*Collected data entries:*
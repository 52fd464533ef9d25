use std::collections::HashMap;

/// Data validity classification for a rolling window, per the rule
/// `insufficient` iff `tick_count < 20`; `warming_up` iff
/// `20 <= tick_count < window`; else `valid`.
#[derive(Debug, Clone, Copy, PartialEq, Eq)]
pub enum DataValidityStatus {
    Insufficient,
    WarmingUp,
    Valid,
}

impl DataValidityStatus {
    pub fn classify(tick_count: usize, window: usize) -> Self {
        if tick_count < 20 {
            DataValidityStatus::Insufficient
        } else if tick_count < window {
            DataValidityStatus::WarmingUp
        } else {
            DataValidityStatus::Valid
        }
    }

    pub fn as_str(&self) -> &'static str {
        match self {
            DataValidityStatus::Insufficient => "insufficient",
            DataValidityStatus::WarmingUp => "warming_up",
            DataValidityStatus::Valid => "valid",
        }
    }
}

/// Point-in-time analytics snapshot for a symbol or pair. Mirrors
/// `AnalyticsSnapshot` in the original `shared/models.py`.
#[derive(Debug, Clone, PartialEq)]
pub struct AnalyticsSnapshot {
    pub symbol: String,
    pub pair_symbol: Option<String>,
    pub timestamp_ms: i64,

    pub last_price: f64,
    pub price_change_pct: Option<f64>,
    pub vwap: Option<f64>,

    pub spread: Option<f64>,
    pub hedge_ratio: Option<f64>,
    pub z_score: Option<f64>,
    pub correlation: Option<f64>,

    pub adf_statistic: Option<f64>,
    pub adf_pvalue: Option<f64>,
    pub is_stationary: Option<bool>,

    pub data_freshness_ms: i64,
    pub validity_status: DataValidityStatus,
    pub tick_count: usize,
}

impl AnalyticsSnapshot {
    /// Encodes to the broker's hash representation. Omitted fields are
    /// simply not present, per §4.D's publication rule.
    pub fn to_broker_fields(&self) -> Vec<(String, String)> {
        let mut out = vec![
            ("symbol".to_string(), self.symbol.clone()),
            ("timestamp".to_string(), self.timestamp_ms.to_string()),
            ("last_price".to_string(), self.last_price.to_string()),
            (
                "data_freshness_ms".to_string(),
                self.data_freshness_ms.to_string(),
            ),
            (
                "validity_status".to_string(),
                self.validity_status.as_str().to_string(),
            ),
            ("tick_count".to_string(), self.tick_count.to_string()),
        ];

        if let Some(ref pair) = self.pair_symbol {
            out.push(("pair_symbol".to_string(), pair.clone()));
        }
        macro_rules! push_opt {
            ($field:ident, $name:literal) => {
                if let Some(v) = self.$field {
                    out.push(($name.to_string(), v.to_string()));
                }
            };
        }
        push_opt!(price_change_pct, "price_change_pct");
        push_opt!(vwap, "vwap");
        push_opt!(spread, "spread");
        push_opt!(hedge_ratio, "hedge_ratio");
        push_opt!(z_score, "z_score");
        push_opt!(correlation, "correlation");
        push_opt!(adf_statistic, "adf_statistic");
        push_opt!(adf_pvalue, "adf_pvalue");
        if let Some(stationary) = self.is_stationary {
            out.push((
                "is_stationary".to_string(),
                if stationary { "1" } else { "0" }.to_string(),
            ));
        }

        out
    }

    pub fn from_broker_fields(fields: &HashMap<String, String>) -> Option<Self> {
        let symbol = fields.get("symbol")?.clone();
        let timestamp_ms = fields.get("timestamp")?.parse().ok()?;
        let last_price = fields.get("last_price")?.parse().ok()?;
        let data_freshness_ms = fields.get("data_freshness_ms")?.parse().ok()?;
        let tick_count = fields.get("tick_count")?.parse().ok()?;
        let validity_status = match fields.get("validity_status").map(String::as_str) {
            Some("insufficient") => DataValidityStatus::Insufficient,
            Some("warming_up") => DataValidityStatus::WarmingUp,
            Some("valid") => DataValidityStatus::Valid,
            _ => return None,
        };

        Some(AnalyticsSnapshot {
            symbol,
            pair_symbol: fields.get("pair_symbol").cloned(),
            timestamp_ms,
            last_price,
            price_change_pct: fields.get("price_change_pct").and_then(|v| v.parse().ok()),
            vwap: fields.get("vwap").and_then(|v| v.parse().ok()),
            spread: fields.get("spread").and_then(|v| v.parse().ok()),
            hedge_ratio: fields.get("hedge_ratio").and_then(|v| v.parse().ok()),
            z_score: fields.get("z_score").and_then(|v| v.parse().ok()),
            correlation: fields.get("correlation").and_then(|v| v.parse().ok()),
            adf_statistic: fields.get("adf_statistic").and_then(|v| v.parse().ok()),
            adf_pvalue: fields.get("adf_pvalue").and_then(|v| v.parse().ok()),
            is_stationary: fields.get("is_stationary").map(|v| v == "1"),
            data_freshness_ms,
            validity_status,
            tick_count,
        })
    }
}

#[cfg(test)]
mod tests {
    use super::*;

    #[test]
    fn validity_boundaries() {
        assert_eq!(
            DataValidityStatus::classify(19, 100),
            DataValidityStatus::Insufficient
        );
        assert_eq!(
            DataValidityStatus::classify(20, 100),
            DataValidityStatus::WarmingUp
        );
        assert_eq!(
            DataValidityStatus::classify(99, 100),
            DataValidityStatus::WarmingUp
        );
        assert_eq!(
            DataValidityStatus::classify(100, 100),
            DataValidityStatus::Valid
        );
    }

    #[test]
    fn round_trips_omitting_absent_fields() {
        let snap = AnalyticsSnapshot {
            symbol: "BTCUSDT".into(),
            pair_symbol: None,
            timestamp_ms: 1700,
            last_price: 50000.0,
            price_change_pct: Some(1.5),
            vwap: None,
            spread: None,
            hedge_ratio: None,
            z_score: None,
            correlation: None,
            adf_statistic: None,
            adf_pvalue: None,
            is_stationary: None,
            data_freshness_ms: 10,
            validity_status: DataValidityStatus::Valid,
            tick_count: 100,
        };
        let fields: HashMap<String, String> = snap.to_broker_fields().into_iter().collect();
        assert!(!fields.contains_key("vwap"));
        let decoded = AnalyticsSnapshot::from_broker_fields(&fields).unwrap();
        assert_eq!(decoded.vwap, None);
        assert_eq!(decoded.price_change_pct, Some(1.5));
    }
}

*YOUR OBJECTIVE:* The records above need to be retyped in full, exactly as given.

*FINISHED EXERCISE:*
repository 52fd464533ef9d25
use std::collections::HashMap;

/// Data validity classification for a rolling window, per the rule
/// `insufficient` iff `tick_count < 20`; `warming_up` iff
/// `20 <= tick_count < window`; else `valid`.
#[derive(Debug, Clone, Copy, PartialEq, Eq)]
pub enum DataValidityStatus {
    Insufficient,
    WarmingUp,
    Valid,
}

impl DataValidityStatus {
    pub fn classify(tick_count: usize, window: usize) -> Self {
        if tick_count < 20 {
            DataValidityStatus::Insufficient
        } else if tick_count < window {
            DataValidityStatus::WarmingUp
        } else {
            DataValidityStatus::Valid
        }
    }

    pub fn as_str(&self) -> &'static str {
        match self {
            DataValidityStatus::Insufficient => "insufficient",
            DataValidityStatus::WarmingUp => "warming_up",
            DataValidityStatus::Valid => "valid",
        }
    }
}

/// Point-in-time analytics snapshot for a symbol or pair. Mirrors
/// `AnalyticsSnapshot` in the original `shared/models.py`.
#[derive(Debug, Clone, PartialEq)]
pub struct AnalyticsSnapshot {
    pub symbol: String,
    pub pair_symbol: Option<String>,
    pub timestamp_ms: i64,

    pub last_price: f64,
    pub price_change_pct: Option<f64>,
    pub vwap: Option<f64>,

    pub spread: Option<f64>,
    pub hedge_ratio: Option<f64>,
    pub z_score: Option<f64>,
    pub correlation: Option<f64>,

    pub adf_statistic: Option<f64>,
    pub adf_pvalue: Option<f64>,
    pub is_stationary: Option<bool>,

    pub data_freshness_ms: i64,
    pub validity_status: DataValidityStatus,
    pub tick_count: usize,
}

impl AnalyticsSnapshot {
    /// Encodes to the broker's hash representation. Omitted fields are
    /// simply not present, per §4.D's publication rule.
    pub fn to_broker_fields(&self) -> Vec<(String, String)> {
        let mut out = vec![
            ("symbol".to_string(), self.symbol.clone()),
            ("timestamp".to_string(), self.timestamp_ms.to_string()),
            ("last_price".to_string(), self.last_price.to_string()),
            (
                "data_freshness_ms".to_string(),
                self.data_freshness_ms.to_string(),
            ),
            (
                "validity_status".to_string(),
                self.validity_status.as_str().to_string(),
            ),
            ("tick_count".to_string(), self.tick_count.to_string()),
        ];

        if let Some(ref pair) = self.pair_symbol {
            out.push(("pair_symbol".to_string(), pair.clone()));
        }
        macro_rules! push_opt {
            ($field:ident, $name:literal) => {
                if let Some(v) = self.$field {
                    out.push(($name.to_string(), v.to_string()));
                }
            };
        }
        push_opt!(price_change_pct, "price_change_pct");
        push_opt!(vwap, "vwap");
        push_opt!(spread, "spread");
        push_opt!(hedge_ratio, "hedge_ratio");
        push_opt!(z_score, "z_score");
        push_opt!(correlation, "correlation");
        push_opt!(adf_statistic, "adf_statistic");
        push_opt!(adf_pvalue, "adf_pvalue");
        if let Some(stationary) = self.is_stationary {
            out.push((
                "is_stationary".to_string(),
                if stationary { "1" } else { "0" }.to_string(),
            ));
        }

        out
    }

    pub fn from_broker_fields(fields: &HashMap<String, String>) -> Option<Self> {
        let symbol = fields.get("symbol")?.clone();
        let timestamp_ms = fields.get("timestamp")?.parse().ok()?;
        let last_price = fields.get("last_price")?.parse().ok()?;
        let data_freshness_ms = fields.get("data_freshness_ms")?.parse().ok()?;
        let tick_count = fields.get("tick_count")?.parse().ok()?;
        let validity_status = match fields.get("validity_status").map(String::as_str) {
            Some("insufficient") => DataValidityStatus::Insufficient,
            Some("warming_up") => DataValidityStatus::WarmingUp,
            Some("valid") => DataValidityStatus::Valid,
            _ => return None,
        };

        Some(AnalyticsSnapshot {
            symbol,
            pair_symbol: fields.get("pair_symbol").cloned(),
            timestamp_ms,
            last_price,
            price_change_pct: fields.get("price_change_pct").and_then(|v| v.parse().ok()),
            vwap: fields.get("vwap").and_then(|v| v.parse().ok()),
            spread: fields.get("spread").and_then(|v| v.parse().ok()),
            hedge_ratio: fields.get("hedge_ratio").and_then(|v| v.parse().ok()),
            z_score: fields.get("z_score").and_then(|v| v.parse().ok()),
            correlation: fields.get("correlation").and_then(|v| v.parse().ok()),
            adf_statistic: fields.get("adf_statistic").and_then(|v| v.parse().ok()),
            adf_pvalue: fields.get("adf_pvalue").and_then(|v| v.parse().ok()),
            is_stationary: fields.get("is_stationary").map(|v| v == "1"),
            data_freshness_ms,
            validity_status,
            tick_count,
        })
    }
}

#[cfg(test)]
mod tests {
    use super::*;

    #[test]
    fn validity_boundaries() {
        assert_eq!(
            DataValidityStatus::classify(19, 100),
            DataValidityStatus::Insufficient
        );
        assert_eq!(
            DataValidityStatus::classify(20, 100),
            DataValidityStatus::WarmingUp
        );
        assert_eq!(
            DataValidityStatus::classify(99, 100),
            DataValidityStatus::WarmingUp
        );
        assert_eq!(
            DataValidityStatus::classify(100, 100),
            DataValidityStatus::Valid
        );
    }

    #[test]
    fn round_trips_omitting_absent_fields() {
        let snap = AnalyticsSnapshot {
            symbol: "BTCUSDT".into(),
            pair_symbol: None,
            timestamp_ms: 1700,
            last_price: 50000.0,
            price_change_pct: Some(1.5),
            vwap: None,
            spread: None,
            hedge_ratio: None,
            z_score: None,
            correlation: None,
            adf_statistic: None,
            adf_pvalue: None,
            is_stationary: None,
            data_freshness_ms: 10,
            validity_status: DataValidityStatus::Valid,
            tick_count: 100,
        };
        let fields: HashMap<String, String> = snap.to_broker_fields().into_iter().collect();
        assert!(!fields.contains_key("vwap"));
        let decoded = AnalyticsSnapshot::from_broker_fields(&fields).unwrap();
        assert_eq!(decoded.vwap, None);
        assert_eq!(decoded.price_change_pct, Some(1.5));
    }
}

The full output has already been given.